The Aristocrat’s Guide to Crypto Trading
10.05.2024
The saying "Sell in May and go away" has its roots in an old English tradition. It suggests that people should sell their stocks in May, take a break, and return to the market around mid-September. This tradition originated from aristocrats, rich merchants, and bankers who left London during the hot summer months, returning after the St. Leger's Day horse race. I mean, who else had money to invest.
Over time, this saying became a simple investment advice or a trading rule that investors could follow to potentially avoid seasonal declines by selling in May and re-entering the market later in the year.

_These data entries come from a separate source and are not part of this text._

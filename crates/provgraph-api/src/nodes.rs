//! Handlers for the identity-tree and artifact endpoints.
//!
//! | Method | Path | Notes |
//! |--------|------|-------|
//! | `POST` | `/packages` | Body: [`PackageInput`]; returns [`PackageIds`] |
//! | `POST` | `/packages/batch` | Body: array of [`PackageInput`] |
//! | `GET`  | `/packages` | Every package version |
//! | `POST` | `/packages/query` | Body: [`PackageFilter`] |
//!
//! `/sources` and `/artifacts` follow the same shape.

use std::sync::Arc;

use axum::{Json, extract::State};
use provgraph_core::{
  Id,
  artifact::{Artifact, ArtifactFilter, ArtifactInput},
  package::{PackageFilter, PackageIds, PackageInput, PackageNode},
  source::{SourceFilter, SourceIds, SourceInput, SourceNode},
  store::GraphStore,
};

use crate::{Body, error::ApiError};

// ─── Packages ─────────────────────────────────────────────────────────────────

/// `POST /packages`
pub async fn ingest_package<S: GraphStore>(
  State(store): State<Arc<S>>,
  body: Body<PackageInput>,
) -> Result<Json<PackageIds>, ApiError> {
  let Json(package) = body?;
  let ids = store.ingest_package(package).await.map_err(ApiError::store)?;
  Ok(Json(ids))
}

/// `POST /packages/batch`
pub async fn ingest_packages<S: GraphStore>(
  State(store): State<Arc<S>>,
  body: Body<Vec<PackageInput>>,
) -> Result<Json<Vec<PackageIds>>, ApiError> {
  let Json(packages) = body?;
  let ids = store.ingest_packages(packages).await.map_err(ApiError::store)?;
  Ok(Json(ids))
}

/// `GET /packages`
pub async fn list_packages<S: GraphStore>(
  State(store): State<Arc<S>>,
) -> Result<Json<Vec<PackageNode>>, ApiError> {
  let nodes = store.packages(None).await.map_err(ApiError::store)?;
  Ok(Json(nodes))
}

/// `POST /packages/query`
pub async fn query_packages<S: GraphStore>(
  State(store): State<Arc<S>>,
  body: Body<PackageFilter>,
) -> Result<Json<Vec<PackageNode>>, ApiError> {
  let Json(filter) = body?;
  let nodes = store.packages(Some(&filter)).await.map_err(ApiError::store)?;
  Ok(Json(nodes))
}

// ─── Sources ──────────────────────────────────────────────────────────────────

/// `POST /sources`
pub async fn ingest_source<S: GraphStore>(
  State(store): State<Arc<S>>,
  body: Body<SourceInput>,
) -> Result<Json<SourceIds>, ApiError> {
  let Json(source) = body?;
  let ids = store.ingest_source(source).await.map_err(ApiError::store)?;
  Ok(Json(ids))
}

/// `POST /sources/batch`
pub async fn ingest_sources<S: GraphStore>(
  State(store): State<Arc<S>>,
  body: Body<Vec<SourceInput>>,
) -> Result<Json<Vec<SourceIds>>, ApiError> {
  let Json(sources) = body?;
  let ids = store.ingest_sources(sources).await.map_err(ApiError::store)?;
  Ok(Json(ids))
}

/// `GET /sources`
pub async fn list_sources<S: GraphStore>(
  State(store): State<Arc<S>>,
) -> Result<Json<Vec<SourceNode>>, ApiError> {
  let nodes = store.sources(None).await.map_err(ApiError::store)?;
  Ok(Json(nodes))
}

/// `POST /sources/query`
pub async fn query_sources<S: GraphStore>(
  State(store): State<Arc<S>>,
  body: Body<SourceFilter>,
) -> Result<Json<Vec<SourceNode>>, ApiError> {
  let Json(filter) = body?;
  let nodes = store.sources(Some(&filter)).await.map_err(ApiError::store)?;
  Ok(Json(nodes))
}

// ─── Artifacts ────────────────────────────────────────────────────────────────

/// `POST /artifacts`
pub async fn ingest_artifact<S: GraphStore>(
  State(store): State<Arc<S>>,
  body: Body<ArtifactInput>,
) -> Result<Json<Id>, ApiError> {
  let Json(artifact) = body?;
  let id = store.ingest_artifact(artifact).await.map_err(ApiError::store)?;
  Ok(Json(id))
}

/// `POST /artifacts/batch`
pub async fn ingest_artifacts<S: GraphStore>(
  State(store): State<Arc<S>>,
  body: Body<Vec<ArtifactInput>>,
) -> Result<Json<Vec<Id>>, ApiError> {
  let Json(artifacts) = body?;
  let ids = store.ingest_artifacts(artifacts).await.map_err(ApiError::store)?;
  Ok(Json(ids))
}

/// `GET /artifacts`
pub async fn list_artifacts<S: GraphStore>(
  State(store): State<Arc<S>>,
) -> Result<Json<Vec<Artifact>>, ApiError> {
  let artifacts = store.artifacts(None).await.map_err(ApiError::store)?;
  Ok(Json(artifacts))
}

/// `POST /artifacts/query`
pub async fn query_artifacts<S: GraphStore>(
  State(store): State<Arc<S>>,
  body: Body<ArtifactFilter>,
) -> Result<Json<Vec<Artifact>>, ApiError> {
  let Json(filter) = body?;
  let artifacts = store.artifacts(Some(&filter)).await.map_err(ApiError::store)?;
  Ok(Json(artifacts))
}
//! Encoding and decoding helpers between domain types and the plain-text
//! representations stored in SQLite columns.
//!
//! Timestamps are stored as RFC 3339 strings. Qualifier lists are stored in
//! canonical form (`k=v&k=v`, sorted, percent-escaped). Absent optional
//! identity fields are stored as `''`.

use chrono::{DateTime, Utc};
use provgraph_core::{
  Id,
  artifact::Artifact,
  dependency::DependencyType,
  package::{PackageNode, PackageVersion, Qualifier},
  purl,
  source::SourceNode,
};

use crate::{Error, Result};

// ─── DateTime<Utc> ───────────────────────────────────────────────────────────

pub fn encode_dt(dt: DateTime<Utc>) -> String { dt.to_rfc3339() }

pub fn decode_dt(s: &str) -> Result<DateTime<Utc>> {
  DateTime::parse_from_rfc3339(s)
    .map(|dt| dt.with_timezone(&Utc))
    .map_err(|e| Error::DateParse(e.to_string()))
}

// ─── Qualifiers ──────────────────────────────────────────────────────────────

/// Render already-canonical qualifiers as `k=v&k=v`.
pub fn encode_qualifiers(qualifiers: &[Qualifier]) -> String {
  qualifiers
    .iter()
    .map(|q| format!("{}={}", purl::escape(&q.key), purl::escape(&q.value)))
    .collect::<Vec<_>>()
    .join("&")
}

pub fn decode_qualifiers(s: &str) -> Result<Vec<Qualifier>> {
  s.split('&')
    .filter(|pair| !pair.is_empty())
    .map(|pair| -> Result<Qualifier> {
      let (key, value) = pair
        .split_once('=')
        .ok_or_else(|| Error::corrupt("package_versions", format!("bad qualifier {pair:?}")))?;
      Ok(Qualifier::new(purl::unescape(key)?, purl::unescape(value)?))
    })
    .collect()
}

/// Search fragment for one qualifier inside `'&' || qualifiers || '&'`.
pub fn qualifier_needle(key: &str, value: Option<&str>) -> String {
  match value {
    Some(value) => format!("&{}={}&", purl::escape(key), purl::escape(value)),
    None => format!("&{}=", purl::escape(key)),
  }
}

// ─── DependencyType ──────────────────────────────────────────────────────────

pub fn encode_dependency_type(t: DependencyType) -> String { t.to_string() }

pub fn decode_dependency_type(s: &str) -> Result<DependencyType> {
  s.parse()
    .map_err(|_| Error::corrupt("dependencies", format!("unknown dependency type {s:?}")))
}

// ─── Optional text ───────────────────────────────────────────────────────────

fn non_empty(s: String) -> Option<String> { (!s.is_empty()).then_some(s) }

// ─── Row types ───────────────────────────────────────────────────────────────

/// A package path joined from `package_types` down to `package_names`,
/// optionally with its `package_versions` row.
pub struct RawPackage {
  pub type_id:      i64,
  pub package_type: String,
  pub namespace_id: i64,
  pub namespace:    String,
  pub name_id:      i64,
  pub name:         String,
  pub version:      Option<RawVersion>,
}

pub struct RawVersion {
  pub id:         i64,
  pub version:    String,
  pub qualifiers: String,
  pub subpath:    String,
}

impl RawPackage {
  pub fn into_node(self) -> Result<PackageNode> {
    let version = self
      .version
      .map(|v| {
        Ok::<_, Error>(PackageVersion {
          id:         Id(v.id),
          version:    v.version,
          qualifiers: decode_qualifiers(&v.qualifiers)?,
          subpath:    v.subpath,
        })
      })
      .transpose()?;

    Ok(PackageNode {
      type_id: Id(self.type_id),
      package_type: self.package_type,
      namespace_id: Id(self.namespace_id),
      namespace: self.namespace,
      name_id: Id(self.name_id),
      name: self.name,
      version,
    })
  }
}

pub struct RawSource {
  pub type_id:      i64,
  pub source_type:  String,
  pub namespace_id: i64,
  pub namespace:    String,
  pub name_id:      i64,
  pub name:         String,
  pub commit_hash:  String,
  pub tag:          String,
}

impl RawSource {
  pub fn into_node(self) -> SourceNode {
    SourceNode {
      type_id:      Id(self.type_id),
      source_type:  self.source_type,
      namespace_id: Id(self.namespace_id),
      namespace:    self.namespace,
      name_id:      Id(self.name_id),
      name:         self.name,
      commit:       non_empty(self.commit_hash),
      tag:          non_empty(self.tag),
    }
  }
}

pub struct RawArtifact {
  pub id:        i64,
  pub algorithm: String,
  pub digest:    String,
}

impl RawArtifact {
  pub fn into_artifact(self) -> Artifact {
    Artifact { id: Id(self.id), algorithm: self.algorithm, digest: self.digest }
  }
}

/// An `occurrences` row before its references are hydrated.
pub struct RawOccurrence {
  pub id:            i64,
  pub package_id:    Option<i64>,
  pub source_id:     Option<i64>,
  pub artifact_id:   i64,
  pub justification: String,
  pub origin:        String,
  pub collector:     String,
}

/// A `dependencies` row before its references are hydrated.
pub struct RawDependency {
  pub id:                   i64,
  pub package_id:           i64,
  pub dependent_name_id:    Option<i64>,
  pub dependent_version_id: Option<i64>,
  pub version_range:        String,
  pub dependency_type:      String,
  pub justification:        String,
  pub origin:               String,
  pub collector:            String,
}

/// An `sboms` row before its subject and include sets are hydrated.
pub struct RawSbom {
  pub id:                i64,
  pub package_id:        Option<i64>,
  pub artifact_id:       Option<i64>,
  pub uri:               String,
  pub algorithm:         String,
  pub digest:            String,
  pub download_location: String,
  pub origin:            String,
  pub collector:         String,
  pub known_since:       String,
}

#[cfg(test)]
mod tests {
  use super::*;

  #[test]
  fn qualifiers_round_trip_with_reserved_bytes() {
    let qualifiers = vec![
      Qualifier::new("arch", "amd64"),
      Qualifier::new("repository_url", "https://a.example/x?y=1&z=2"),
    ];
    let encoded = encode_qualifiers(&qualifiers);
    assert_eq!(encoded.matches('&').count(), 1);
    assert_eq!(decode_qualifiers(&encoded).unwrap(), qualifiers);
    assert!(decode_qualifiers("").unwrap().is_empty());
  }

  #[test]
  fn needle_matches_whole_pairs_only() {
    let stored = format!("&{}&", encode_qualifiers(&[Qualifier::new("arch", "amd64")]));
    assert!(stored.contains(&qualifier_needle("arch", Some("amd64"))));
    assert!(stored.contains(&qualifier_needle("arch", None)));
    assert!(!stored.contains(&qualifier_needle("arch", Some("amd"))));
    assert!(!stored.contains(&qualifier_needle("ar", None)));
  }
}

I've always been skeptical about these seemingly simplistic rules. They just don't seem to add up logically. So you can imagine my surprise when I delved into the pattern in the Swiss stock market and found it to be statistically significant over the last 50 years! Probably, more coincidence than indicative of genuine causation.
Interestingly, Bitcoin enthusiasts have also delved into this age-old aristocratic trading adage, which might appear antiquated in today's fast-paced world, wouldn't you agree? (See chart below.) Examining the data from 2018 to 2023 reveals that Bitcoin experienced negative performance in May in 4 out of 6 years, while September led with the most negative performance—5 out of 6 Septembers. Additionally, the average performance during these periods seems to align with the trading rule, albeit not significantly. And again the question: is this merely coincidence or a meaningful correlation?
In the midst of the depicted return data, Cathie Wood's Ark Invest made waves this week by offloading its Coinbase shares. While Wood has been vocal about blockchain's potential to transform various industries, Ark's recent decision to unload Coinbase shares, a stock closely tied to Bitcoin's fluctuations, raises eyebrows. It begs the question: Is Wood sticking to her strategic vision, or imply following the 'Sell in May' advice? This is especially true since ARK maintains its projection of Bitcoin reaching $1.5 million by 2030, i.e. an ambitious growth of more than twentyfold within six years.
Projecting this kind of future and considering the current enthusiasm surrounding Bitcoin, particularly with the recent ETF launch, one might understandably be skeptical about ARK's decision to sell Coinbase. However, upon closer examination, despite the excitement, negative sentiments have surfaced since Bitcoin's peak in late March, nearing $74,000. Faced with uncertain future market conditions, Cathie Wood seems to be navigating with a blend of calculated decisions, drawing from her disruptive vision for the future and perhaps even considering a trading rule dating back more than a century.